The question of performance and what can benefit from additional work optimizing code (or art) is a very complex problem. To grossly oversimplify the questions of performance, it is worth looking at a few of the terms used to describe what involved in the actual measure of performance. Usually when talking with people about a game’s performance in simplistic terms they will focus on fps (frames-per-second) but there are many other considerations memory usage, texture memory usage, cpu usage, gpu usage, network usage (if applicable) or things like load time, amount of loads, and more. To measure any of these it is worth focusing on testing different types of components, and the platform and/or engine and getting minimum specs for what you need (size of art assets, number of triangles, animations, size of textures, number of lights, number of postprocess fx, complexity of shaders, etc.), the list goes on and on.
One thing that is often talked about CPU bound vs GPU bound, meaning that one of these systems is a bottleneck for the other.
CPU bound could be for a lot of processing, physics calculations (on the CPU) or a lot of other complex calculations (searching or sorting large amounts of data or complex AI calculations like pathfinding).

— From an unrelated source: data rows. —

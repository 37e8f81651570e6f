//! RISC-V Base Integer Instruction Set (RV64I).
//!
//! - `opcodes`: Major opcodes (bits 6-0).
//! - `funct3`: Minor opcodes distinguishing instructions within a major opcode.
//! - `funct7`: Upper function bits separating ADD/SUB and logical/arithmetic shifts.

/// Function code 3 definitions.
pub mod funct3;

/// Function code 7 and shift-immediate upper bit definitions.
pub mod funct7;

/// Major opcodes.
pub mod opcodes;
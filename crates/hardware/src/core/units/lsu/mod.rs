//! Load/Store Unit (LSU).
//!
//! This module provides the two memory-side steps of an instruction:
//! 1. **Address Generation:** `op1` plus the I-immediate (loads) or S-immediate (stores).
//! 2. **Memory Access:** Width from funct3, sign or zero extension of loaded values,
//!    truncation of stored values.
//!
//! Faults are returned to the caller; the record itself is only marked by the stage.

use crate::common::data::AccessSize;
use crate::common::error::MemoryError;
use crate::isa::instruction::Instruction;
use crate::isa::rv64i::funct3;
use crate::soc::memory::MemoryStore;

/// Load/Store Unit for memory operations.
#[derive(Debug)]
pub struct Lsu;

impl Lsu {
    /// Effective address of a load or store.
    ///
    /// The decoder already selected the I- or S-format immediate, so both cases
    /// reduce to `op1 + imm` with wrapping.
    #[inline]
    pub const fn address(inst: &Instruction) -> u64 {
        inst.op1.wrapping_add(inst.imm)
    }

    /// Extends a raw loaded value according to the load's funct3.
    ///
    /// # Examples
    ///
    /// ```
    /// use rvpipe_core::core::units::lsu::Lsu;
    /// use rvpipe_core::isa::rv64i::funct3;
    ///
    /// assert_eq!(Lsu::extend(funct3::LB, 0x80), 0xFFFF_FFFF_FFFF_FF80);
    /// assert_eq!(Lsu::extend(funct3::LBU, 0x80), 0x80);
    /// assert_eq!(Lsu::extend(funct3::LW, 0x8000_0000), 0xFFFF_FFFF_8000_0000);
    /// ```
    pub const fn extend(f3: u32, raw: u64) -> u64 {
        match f3 {
            funct3::LB => raw as u8 as i8 as i64 as u64,
            funct3::LH => raw as u16 as i16 as i64 as u64,
            funct3::LW => raw as u32 as i32 as i64 as u64,
            _ => raw,
        }
    }

    /// Performs the memory access of a load or store.
    ///
    /// Loads return the extended value; stores write the low bytes of `op2` and
    /// return 0. Other instructions do not touch memory and return 0.
    ///
    /// # Errors
    ///
    /// [`MemoryError::OutOfBounds`] when the access leaves the store.
    pub fn access(memory: &mut MemoryStore, inst: &Instruction) -> Result<u64, MemoryError> {
        let size = AccessSize::from_funct3(inst.funct3);
        if inst.ctrl.reads_mem {
            let raw = memory.get(inst.mem_address, size)?;
            Ok(Self::extend(inst.funct3, raw))
        } else if inst.ctrl.writes_mem {
            memory.set(inst.mem_address, size, inst.op2)?;
            Ok(0)
        } else {
            Ok(0)
        }
    }
}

GPU bound if a lot of polygons, high resolution textures, or dealing with a lot complex shaders (often with multiple lights and shadows).

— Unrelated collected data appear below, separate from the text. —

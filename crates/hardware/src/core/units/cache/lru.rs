//! Least Recently Used (LRU) Tag Stack.
//!
//! Each cache set keeps its resident tags in recency order: the front of the
//! queue is the least recently used tag, the back is the most recently used.
//! A hit moves the tag to the back; a miss pushes the new tag to the back and,
//! when the set is full, evicts the tag at the front.
//!
//! # Performance
//!
//! - `access()`: O(W) where W is the associativity.
//! - Space: O(W) per set, only resident tags are stored.

use std::collections::VecDeque;

/// Recency-ordered tags of one cache set.
#[derive(Clone, Debug)]
pub struct LruSet {
    ways: usize,
    tags: VecDeque<u64>,
}

/// Result of presenting a tag to a set.
#[derive(Clone, Copy, Debug, PartialEq, Eq)]
pub enum SetAccess {
    /// Tag was resident and is now MRU.
    Hit,
    /// Tag was installed; `evicted` is the LRU tag that made room, if any.
    Miss {
        /// Tag removed to make room.
        evicted: Option<u64>,
    },
}

impl LruSet {
    /// Creates an empty set that holds at most `ways` tags.
    pub fn new(ways: usize) -> Self {
        Self {
            ways,
            tags: VecDeque::new(),
        }
    }

    /// Looks up `tag`, updating recency and installing it on a miss.
    pub fn access(&mut self, tag: u64) -> SetAccess {
        if let Some(pos) = self.tags.iter().position(|&t| t == tag) {
            if let Some(t) = self.tags.remove(pos) {
                self.tags.push_back(t);
            }
            return SetAccess::Hit;
        }
        let evicted = if self.tags.len() >= self.ways {
            self.tags.pop_front()
        } else {
            None
        };
        self.tags.push_back(tag);
        SetAccess::Miss { evicted }
    }

    /// `true` if `tag` is resident. Does not touch recency.
    pub fn contains(&self, tag: u64) -> bool {
        self.tags.contains(&tag)
    }

    /// Resident tags, least recently used first.
    pub fn tags(&self) -> impl Iterator<Item = u64> + '_ {
        self.tags.iter().copied()
    }

    /// Number of resident tags.
    pub fn len(&self) -> usize {
        self.tags.len()
    }

    /// `true` when no tag is resident.
    pub fn is_empty(&self) -> bool {
        self.tags.is_empty()
    }
}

The best approach is to find the first largest bottleneck and try to minimize it, then the next largest and so on. While it is sometimes worthwhile to look at the code and try and optimize it (things like replacing divides, multiplications ect. with bitshifts and attempting to precalculate as much as possible before actually hitting runtime), this won’t solve the problem if the game falls over from huge art assets that the hardware does not easily support. It is often considered that premature optimization is a huge mistake, since it is often difficult to know if you are optimizing the right part of the code (and often the code becomes significantly more complex and more difficult to maintain if it is optimized). It is still worthwhile to make as efficient code as possible while writing it (considering order of magnitude algorthims (big O notation)), but if you don’t actually test with real data, you may be wasting huge amounts of time optomizing the wrong thing.

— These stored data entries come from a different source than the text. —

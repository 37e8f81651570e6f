//! Memory Store Tests.
//!
//! Little-endian access at every width, bounds checking relative to the base
//! address, bulk loading, and the five-words-per-row dump format.

use pretty_assertions::assert_eq;
use rvpipe_core::MemoryStore;
use rvpipe_core::common::{AccessSize, MemoryError};

#[test]
fn accesses_are_little_endian() {
    let mut mem = MemoryStore::new(0, 64);
    mem.set(0, AccessSize::Double, 0x0102_0304_0506_0708).unwrap();
    assert_eq!(mem.get(0, AccessSize::Byte), Ok(0x08));
    assert_eq!(mem.get(0, AccessSize::Half), Ok(0x0708));
    assert_eq!(mem.get(4, AccessSize::Word), Ok(0x0102_0304));
    assert_eq!(mem.get(7, AccessSize::Byte), Ok(0x01));
}

#[test]
fn narrow_write_truncates_value() {
    let mut mem = MemoryStore::new(0, 64);
    mem.set(8, AccessSize::Half, 0xFFFF_ABCD).unwrap();
    assert_eq!(mem.get(8, AccessSize::Double), Ok(0xABCD));
}

#[test]
fn access_straddling_the_end_is_rejected() {
    let mut mem = MemoryStore::new(0, 64);
    assert_eq!(
        mem.set(62, AccessSize::Word, 0xFFFF_FFFF),
        Err(MemoryError::OutOfBounds { addr: 62, size: 4 })
    );
    assert_eq!(mem.get(62, AccessSize::Half), Ok(0), "failed write changed nothing");
    assert!(mem.get(u64::MAX, AccessSize::Byte).is_err());
}

#[test]
fn addresses_are_relative_to_base() {
    let mut mem = MemoryStore::new(0x1000, 0x100);
    assert_eq!(mem.base(), 0x1000);
    assert_eq!(mem.size(), 0x100);
    assert!(mem.get(0x0FFC, AccessSize::Word).is_err(), "below base");
    assert!(mem.get(0x1100, AccessSize::Byte).is_err(), "past end");
    mem.set(0x10FC, AccessSize::Word, 0x1234_5678).unwrap();
    assert_eq!(mem.get(0x10FC, AccessSize::Word), Ok(0x1234_5678));
}

#[test]
fn byte_count_widths() {
    let mut mem = MemoryStore::new(0, 64);
    mem.set_bytes(16, 4, 0xCAFE_BABE).unwrap();
    assert_eq!(mem.get_bytes(16, 2), Ok(0xBABE));
    assert_eq!(mem.get_bytes(16, 3), Err(MemoryError::UnsupportedWidth(3)));
    assert_eq!(mem.set_bytes(16, 16, 0), Err(MemoryError::UnsupportedWidth(16)));
}

#[test]
fn load_places_image_or_nothing() {
    let mut mem = MemoryStore::new(0, 16);
    mem.load(4, &[0xAA, 0xBB]).unwrap();
    assert_eq!(mem.get(4, AccessSize::Half), Ok(0xBBAA));

    assert!(mem.load(8, &[1; 9]).is_err());
    assert_eq!(mem.get(8, AccessSize::Double), Ok(0), "oversized image not written");
}

#[test]
fn load_words_stores_instruction_stream() {
    let mut mem = MemoryStore::new(0, 16);
    mem.load_words(0, &[0x0050_0093, 0xFEED_FEED]).unwrap();
    assert_eq!(mem.get(0, AccessSize::Word), Ok(0x0050_0093));
    assert_eq!(mem.get(4, AccessSize::Word), Ok(0xFEED_FEED));
    assert!(mem.load_words(12, &[1, 2]).is_err());
}

#[test]
fn dump_prints_five_words_per_row() {
    let mut mem = MemoryStore::new(0, 64);
    mem.load_words(0, &[1, 2, 3, 4, 5, 6]).unwrap();
    assert_eq!(
        mem.dump(0, 0x18),
        "0x00000000: 0x01000000 0x02000000 0x03000000 0x04000000 0x05000000\n\
         0x00000014: 0x06000000\n"
    );
}

#[test]
fn dump_prints_bytes_in_address_order() {
    let mut mem = MemoryStore::new(0, 8);
    mem.load(0, &[0x01, 0x02, 0x03, 0x04]).unwrap();
    mem.set(4, AccessSize::Word, 0xDEAD_BEEF).unwrap();
    assert_eq!(mem.dump(0, 8), "0x00000000: 0x01020304 0xefbeadde\n");
}

#[test]
fn dump_ending_at_top_of_address_space_terminates() {
    let mem = MemoryStore::new(0, 64);
    assert_eq!(mem.dump(0xFFFF_FFFF_FFFF_FFF0, u64::MAX), "0xfffffffffffffff0:\n");
    assert_eq!(mem.dump(u64::MAX - 3, u64::MAX), "0xfffffffffffffffc:\n");
}

#[test]
fn dump_skips_words_outside_memory() {
    let mem = MemoryStore::new(0, 8);
    assert_eq!(mem.dump(0, 0x10), "0x00000000: 0x00000000 0x00000000\n");
    assert_eq!(mem.dump(0x100, 0x108), "0x00000100:\n");
}

#[test]
fn empty_dump_range_prints_nothing() {
    let mem = MemoryStore::new(0, 64);
    assert_eq!(mem.dump(0x20, 0x20), "");
}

In terms of performance and optimizations, I almost always come back to an example that a colleague of mine gave me that he saw on a previous project. The project was on a 3D handheld and the team wanted to add a depth of field postprocess render fx to the game, but were worried that the performance hit would be too expensive. They decided that the look was so cool, they had to try it and see what it would cost. What they found was that by adding this fx they actually got better performance! On this particular 3D handheld both the CPU and GPU shared the same bus, so by adding this postprocess fx the bus was freed up to handle a lot of CPU processing, while the GPU was dealing with this more complex rendering. Not an easy thing to estimate or plan for 😛
There are a few useful tools in helping debug performance, PerfStudio for AMD http://developer.amd.com/gpu/PerfStudio/Pages/default.aspx and PerfHUD for NVIDIA http://developer.nvidia.com/object/nvperfhud_home.html are great tools for seeing the low level API calls to the graphics card as well as debugging tools for texture visualization and overrides which are great for shader debugging, checking mipmap level etc.
One of the things that really impressed me in the UDK was the use of performance and memory built right into the editor, as well as things like mipmap levels, shader complexity, that are great ways of helping artists debug scenes and texture sizes. Unity3D offers a few tools (like the stats window and profiler) to help see where some of the memory is being used, but I haven’t seen it at the level of UDK anywhere (and will still need to look at XNA, but without an editor, it may be difficult to provide any of these kinds of tools).
In the end, it all comes down to trade offs, and what you can live with for performance for your game, usually at the expense of something else, and hopefully not too much of the visual look. It is worthwhile to develop some tests that check for significant changes in memory usage, video memory usage, frame rate, etc. on every commit (or at least everyday) to help catch these memory issues as soon as possible (especially on a large project).